The difference between the two bottom lines therefore can be understood as the structural gap in school funding that the state chronically has shifted to local school districts. For the current year that structural gap is approximately $200 million.

The second line from the top in blue represents 100% of the cost of schools’ essential programs and services. This is the state’s own calculation of the minimum threshold of school spending necessary to ensure that all Maine students have adequate opportunity to meet Maine’s educational standards.

The blue figures floating midway between the lower and upper lines represent the difference between state aid to local schools and the 100% cost of essential programs and services. This difference is the local lift that schools must raise locally in order to adequately fund education. In 2009, schools were obligated to raise $904 million from local property taxes to reach this threshold. In 2013, they needed to raise $1,098 million – nearly $200 million more.

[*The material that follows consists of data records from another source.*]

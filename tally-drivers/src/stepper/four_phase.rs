//! 4-wire unipolar stepper on four GPIO coil lines
//!
//! Drives a geared 28BYJ-48 style motor through a ULN2003 darlington
//! array (or any driver that maps one GPIO to one coil) in full-step
//! mode.
//!
//! # Coil sequence
//!
//! | Phase | C1 | C2 | C3 | C4 |
//! |-------|----|----|----|----|
//! | 0     | 1  | 0  | 1  | 0  |
//! | 1     | 0  | 1  | 1  | 0  |
//! | 2     | 0  | 1  | 0  | 1  |
//! | 3     | 1  | 0  | 0  | 1  |
//!
//! Forward walks the table downwards, backward upwards. The wait comes
//! before each phase change, so a move of N steps takes N step intervals.

use embedded_hal::digital::{OutputPin, PinState};
use embedded_hal_async::delay::DelayNs;
use tally_core::config::IndexerConfig;
use tally_core::traits::{CoilStepper, Direction, StepperError};

/// Coil pattern for each full-step phase
pub const PHASES: [[bool; 4]; 4] = [
    [true, false, true, false],
    [false, true, true, false],
    [false, true, false, true],
    [true, false, false, true],
];

/// Microseconds per minute
const US_PER_MINUTE: u32 = 60_000_000;

/// Step interval in microseconds for a speed in RPM
///
/// Returns `None` for a zero speed or a zero step count.
pub fn step_interval_us(steps_per_rev: u16, rpm: u16) -> Option<u32> {
    if steps_per_rev == 0 || rpm == 0 {
        return None;
    }
    Some(US_PER_MINUTE / u32::from(steps_per_rev) / u32::from(rpm))
}

/// Four-phase stepper driver
pub struct FourPhaseStepper<P, D> {
    coils: [P; 4],
    delay: D,
    interval_us: u32,
    /// Index into [`PHASES`] of the last pattern driven
    phase: usize,
    energized: bool,
}

impl<P, D> FourPhaseStepper<P, D>
where
    P: OutputPin,
    D: DelayNs,
{
    /// Create a driver and leave every coil off
    ///
    /// # Arguments
    /// - `coils`: the four coil outputs, in sequence order
    /// - `delay`: delay source for step timing
    /// - `steps_per_rev`: full steps per output shaft revolution
    /// - `rpm`: output shaft speed
    pub fn new(
        coils: [P; 4],
        delay: D,
        steps_per_rev: u16,
        rpm: u16,
    ) -> Result<Self, StepperError> {
        let interval_us =
            step_interval_us(steps_per_rev, rpm).ok_or(StepperError::InvalidConfig)?;

        let mut stepper = Self {
            coils,
            delay,
            interval_us,
            phase: 0,
            energized: true,
        };
        stepper.release()?;
        Ok(stepper)
    }

    /// Create a driver with the shared indexer speed settings
    pub fn from_config(coils: [P; 4], delay: D, config: &IndexerConfig) -> Result<Self, StepperError> {
        Self::new(coils, delay, config.steps_per_rev, config.rpm)
    }

    /// Time between phase changes
    pub fn interval_us(&self) -> u32 {
        self.interval_us
    }

    /// Current phase index
    pub fn phase(&self) -> usize {
        self.phase
    }

    /// Coil outputs
    pub fn coils(&self) -> &[P; 4] {
        &self.coils
    }

    fn next_phase(&self, direction: Direction) -> usize {
        match direction {
            Direction::Forward => (self.phase + 1) % PHASES.len(),
            Direction::Backward => (self.phase + PHASES.len() - 1) % PHASES.len(),
        }
    }

    fn drive(&mut self, pattern: [bool; 4]) -> Result<(), StepperError> {
        // Any partially written pattern still draws current
        self.energized = true;
        for (coil, on) in self.coils.iter_mut().zip(pattern) {
            coil.set_state(PinState::from(on))
                .map_err(|_| StepperError::PinFault)?;
        }
        Ok(())
    }
}

impl<P, D> CoilStepper for FourPhaseStepper<P, D>
where
    P: OutputPin,
    D: DelayNs,
{
    async fn step(&mut self, steps: i32) -> Result<(), StepperError> {
        let direction = Direction::of_steps(steps);

        for _ in 0..steps.unsigned_abs() {
            self.delay.delay_us(self.interval_us).await;
            let phase = self.next_phase(direction);
            self.drive(PHASES[phase])?;
            self.phase = phase;
        }

        Ok(())
    }

    fn release(&mut self) -> Result<(), StepperError> {
        let mut result = Ok(());
        // Keep going past a failed line so the others still turn off
        for coil in self.coils.iter_mut() {
            if coil.set_low().is_err() {
                result = Err(StepperError::PinFault);
            }
        }
        if result.is_ok() {
            self.energized = false;
        }
        result
    }

    fn is_energized(&self) -> bool {
        self.energized
    }
}
//! Pending-event flags shared between edge handlers and the counting loop
//!
//! Edge handlers only ever set a flag; the counting loop reads it, runs
//! the handler, and clears it afterwards. A flag that is already set
//! absorbs further edges, so repeated triggers coalesce into one action.

use portable_atomic::{AtomicBool, Ordering};

use super::events::{Trigger, TRIGGER_COUNT};

/// One lock-free flag per trigger line
///
/// Lives in a `static` on the target; edge handlers hold an [`EdgeLatch`]
/// and the counting loop holds a shared reference.
#[derive(Debug)]
pub struct PendingEvents {
    flags: [AtomicBool; TRIGGER_COUNT],
}

impl Default for PendingEvents {
    fn default() -> Self {
        Self::new()
    }
}

impl PendingEvents {
    /// Create a set of flags with nothing pending
    pub const fn new() -> Self {
        Self {
            flags: [
                AtomicBool::new(false),
                AtomicBool::new(false),
                AtomicBool::new(false),
                AtomicBool::new(false),
            ],
        }
    }

    /// Mark a trigger as pending
    ///
    /// Plain store, no read-modify-write: safe from an interrupt context on
    /// cores without compare-and-swap.
    pub fn raise(&self, trigger: Trigger) {
        self.flags[trigger.index()].store(true, Ordering::Release);
    }

    /// Check if a trigger is pending
    pub fn is_pending(&self, trigger: Trigger) -> bool {
        self.flags[trigger.index()].load(Ordering::Acquire)
    }

    /// Clear a trigger once its handler has finished
    pub fn clear(&self, trigger: Trigger) {
        self.flags[trigger.index()].store(false, Ordering::Release);
    }

    /// Check if any trigger is pending
    pub fn any_pending(&self) -> bool {
        Trigger::PRIORITY.iter().any(|&t| self.is_pending(t))
    }

    /// Get a latch that can only raise `trigger`
    pub const fn latch(&self, trigger: Trigger) -> EdgeLatch<'_> {
        EdgeLatch {
            events: self,
            trigger,
        }
    }
}

/// Raise-only handle for a single trigger line
///
/// This is all an edge handler gets: it cannot clear flags or reach the
/// counter, indexer or display.
#[derive(Debug, Clone, Copy)]
pub struct EdgeLatch<'a> {
    events: &'a PendingEvents,
    trigger: Trigger,
}

impl EdgeLatch<'_> {
    /// Record a rising edge
    pub fn fire(&self) {
        self.events.raise(self.trigger);
    }

    /// Trigger this latch raises
    pub fn trigger(&self) -> Trigger {
        self.trigger
    }
}
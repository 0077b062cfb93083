//! Board-agnostic core logic for the parts counting workstation
//!
//! This crate contains all application logic that does not depend on
//! specific hardware implementations:
//!
//! - Trigger lines and their lock-free pending flags
//! - Durable lifetime counter over a persistent byte store
//! - Two-actuator indexing sequence
//! - Counting core that dispatches pending events once per tick
//! - Count screen text layout
//! - Configuration types and parser
//!
//! ```text
//! edge handler ──fire()──► PendingEvents ◄──poll()── CountingCore
//!                                                      │
//!                          ┌───────────────┬───────────┴─────┐
//!                          ▼               ▼                 ▼
//!                   LifetimeCounter     Indexer        CountDisplay
//!                     (ByteStore)   (2x CoilStepper)
//! ```

#![cfg_attr(not(test), no_std)]
#![deny(unsafe_code)]

pub mod config;
pub mod counter;
pub mod motion;
pub mod scheduler;
pub mod screen;
pub mod state;
pub mod traits;

#[cfg(test)]
mod testing;

pub use counter::LifetimeCounter;
pub use motion::{IndexPlan, Indexer};
pub use scheduler::{Boot, CoreSettings, CountingCore, Fault, StartupError, Tick};
pub use screen::CountScreen;
pub use state::{EdgeLatch, PendingEvents, Trigger};
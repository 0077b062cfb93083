//! Count display implementations

pub mod ssd1306;

pub use ssd1306::{Frame, Ssd1306Display, DEFAULT_ADDRESS};
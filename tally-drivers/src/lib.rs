//! Hardware driver implementations
//!
//! This crate provides concrete implementations of the traits defined
//! in tally-core for the workstation hardware:
//!
//! - Stepper drivers (4-wire unipolar on GPIO coil lines)
//! - Count displays (SSD1306 128x32 OLED over I2C)

#![cfg_attr(not(test), no_std)]
#![deny(unsafe_code)]

pub mod display;
pub mod stepper;
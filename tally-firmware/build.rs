//! Build script for tally-firmware
//!
//! - Sets up linker search paths and scripts for memory.x
//! - Validates workstation.toml at compile time

use std::env;
use std::fs::{self, File};
use std::io::Write;
use std::path::{Path, PathBuf};

/// Counter cells live in a 64K flash partition of one-byte cells
const MAX_CELL_ADDRESS: i64 = 0xFFFF;

fn main() {
    setup_linker();
    validate_config();
}

/// Set up linker search paths for memory.x
fn setup_linker() {
    let out_dir = PathBuf::from(env::var("OUT_DIR").unwrap());

    // Copy memory.x to the output directory
    let memory_x = include_bytes!("memory.x");
    let mut f = File::create(out_dir.join("memory.x")).unwrap();
    f.write_all(memory_x).unwrap();

    // Tell rustc where to find memory.x
    println!("cargo:rustc-link-search={}", out_dir.display());

    println!("cargo:rustc-link-arg-bins=--nmagic");
    println!("cargo:rustc-link-arg-bins=-Tlink.x");
    println!("cargo:rustc-link-arg-bins=-Tlink-rp.x");
    println!("cargo:rustc-link-arg-bins=-Tdefmt.x");

    // Re-run if memory.x changes
    println!("cargo:rerun-if-changed=memory.x");
    println!("cargo:rerun-if-changed=build.rs");
}

/// Validate workstation.toml configuration at compile time
fn validate_config() {
    println!("cargo:rerun-if-changed=workstation.toml");

    let config_path = Path::new("workstation.toml");

    if !config_path.exists() {
        panic!(
            "\n\
            ╔══════════════════════════════════════════════════════════════════╗\n\
            ║  ERROR: workstation.toml not found!                              ║\n\
            ║                                                                  ║\n\
            ║  The firmware embeds a workstation.toml configuration file.      ║\n\
            ║  Please create one in the tally-firmware directory.              ║\n\
            ╚══════════════════════════════════════════════════════════════════╝\n"
        );
    }

    let config_content = match fs::read_to_string(config_path) {
        Ok(content) => content,
        Err(e) => {
            panic!(
                "\n\
                ╔══════════════════════════════════════════════════════════════════╗\n\
                ║  ERROR: Failed to read workstation.toml                          ║\n\
                ║                                                                  ║\n\
                ║  Error: {:<56} ║\n\
                ╚══════════════════════════════════════════════════════════════════╝\n",
                e
            );
        }
    };

    let config: toml::Value = match toml::from_str(&config_content) {
        Ok(value) => value,
        Err(e) => {
            let error_msg = e.to_string();
            panic!(
                "\n\
                ╔══════════════════════════════════════════════════════════════════╗\n\
                ║  ERROR: Invalid TOML syntax in workstation.toml                  ║\n\
                ╠══════════════════════════════════════════════════════════════════╣\n\
                ║                                                                  ║\n\
                {}\n\
                ║                                                                  ║\n\
                ╚══════════════════════════════════════════════════════════════════╝\n",
                format_error_lines(&error_msg)
            );
        }
    };

    let mut errors = Vec::new();
    validate_sections(&config, &mut errors);
    validate_indexer(&config, &mut errors);
    validate_counter(&config, &mut errors);
    validate_display(&config, &mut errors);

    if !errors.is_empty() {
        panic!(
            "\n\
            ╔══════════════════════════════════════════════════════════════════╗\n\
            ║  ERROR: Invalid workstation configuration                        ║\n\
            ╠══════════════════════════════════════════════════════════════════╣\n\
            {}\n\
            ╚══════════════════════════════════════════════════════════════════╝\n",
            errors
                .iter()
                .map(|e| format!("║  • {:<62} ║", e))
                .collect::<Vec<_>>()
                .join("\n")
        );
    }

    println!("cargo:warning=workstation.toml validated successfully");
}

/// Format error message lines with box drawing
fn format_error_lines(msg: &str) -> String {
    msg.lines()
        .map(|line| {
            let truncated = if line.len() > 64 {
                format!("{}...", &line[..61])
            } else {
                line.to_string()
            };
            format!("║  {:<64} ║", truncated)
        })
        .collect::<Vec<_>>()
        .join("\n")
}

/// Only the three known sections, each a table of known keys
fn validate_sections(config: &toml::Value, errors: &mut Vec<String>) {
    let known: &[(&str, &[&str])] = &[
        ("indexer", &["steps_per_rev", "rpm", "settle_ms"]),
        ("counter", &["address", "debounce_ms", "overflow"]),
        ("display", &["i2c_address", "greeting", "greeting_hold_ms"]),
    ];

    let Some(root) = config.as_table() else {
        errors.push("top level must be a table".to_string());
        return;
    };

    for (name, value) in root {
        let Some((_, keys)) = known.iter().find(|(section, _)| section == name) else {
            errors.push(format!("unknown section [{}]", name));
            continue;
        };
        let Some(table) = value.as_table() else {
            errors.push(format!("[{}] must be a table", name));
            continue;
        };
        for key in table.keys() {
            if !keys.contains(&key.as_str()) {
                errors.push(format!("[{}] unknown key '{}'", name, key));
            }
        }
    }
}

/// Check an optional integer key against an inclusive range
fn check_int(
    config: &toml::Value,
    section: &str,
    key: &str,
    min: i64,
    max: i64,
    errors: &mut Vec<String>,
) {
    match config.get(section).and_then(|s| s.get(key)) {
        None => {}
        Some(toml::Value::Integer(v)) if (min..=max).contains(v) => {}
        Some(toml::Value::Integer(_)) => {
            errors.push(format!("[{}] {} must be {}-{}", section, key, min, max));
        }
        Some(_) => errors.push(format!("[{}] {} must be an integer", section, key)),
    }
}

fn validate_indexer(config: &toml::Value, errors: &mut Vec<String>) {
    check_int(config, "indexer", "steps_per_rev", 1, i64::from(u16::MAX), errors);
    check_int(config, "indexer", "rpm", 1, i64::from(u16::MAX), errors);
    check_int(config, "indexer", "settle_ms", 0, i64::from(u32::MAX), errors);
}

fn validate_counter(config: &toml::Value, errors: &mut Vec<String>) {
    check_int(config, "counter", "address", 0, MAX_CELL_ADDRESS, errors);
    check_int(config, "counter", "debounce_ms", 0, i64::from(u32::MAX), errors);

    match config.get("counter").and_then(|c| c.get("overflow")) {
        None => {}
        Some(toml::Value::String(policy)) if ["wrap", "saturate"].contains(&policy.as_str()) => {}
        Some(_) => errors.push("[counter] overflow must be 'wrap' or 'saturate'".to_string()),
    }
}

fn validate_display(config: &toml::Value, errors: &mut Vec<String>) {
    check_int(config, "display", "i2c_address", 0, 0x7F, errors);
    check_int(config, "display", "greeting_hold_ms", 0, i64::from(u32::MAX), errors);

    match config.get("display").and_then(|d| d.get("greeting")) {
        None => {}
        // One row of the 128 px panel
        Some(toml::Value::String(text)) if text.len() <= 21 => {}
        Some(toml::Value::String(_)) => {
            errors.push("[display] greeting must be at most 21 characters".to_string())
        }
        Some(_) => errors.push("[display] greeting must be a string".to_string()),
    }
}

The top line is actual total school spending. In 2009, Maine schools spent a total of $2,047 million on education. In 2013, total spending has declined to an estimated $2,026 million – a $20 million curtailment in educational programming.

But what is truly alarming is that, for the first time since the state has been making this calculation, total school spending currently is poised to decline below the minimum threshold level for essential programs and services.

Given that the Governor’s budget proposes to increase the structural gap between state funding and 100% of essential programs services by $22 million in 2014 and $51 million in 2015, this leaves legislators with two questions:

1) Are we as a state committed to providing adequate opportunity for all Maine students to reach the state’s learning standards? …Or do we instead give up and concede that Maine can no longer to afford to adequately educate all students?

2) If we are committed to ensuring adequate opportunity for learning, will we at least hold the line and maintain responsibility for the state’s share of support for schools? …Or will we instead shirk that responsibility and presume to shift an additional $22 million annual obligation to local schools’ property tax payers at the same time that the Governor proposes to slash municipal revenue sharing?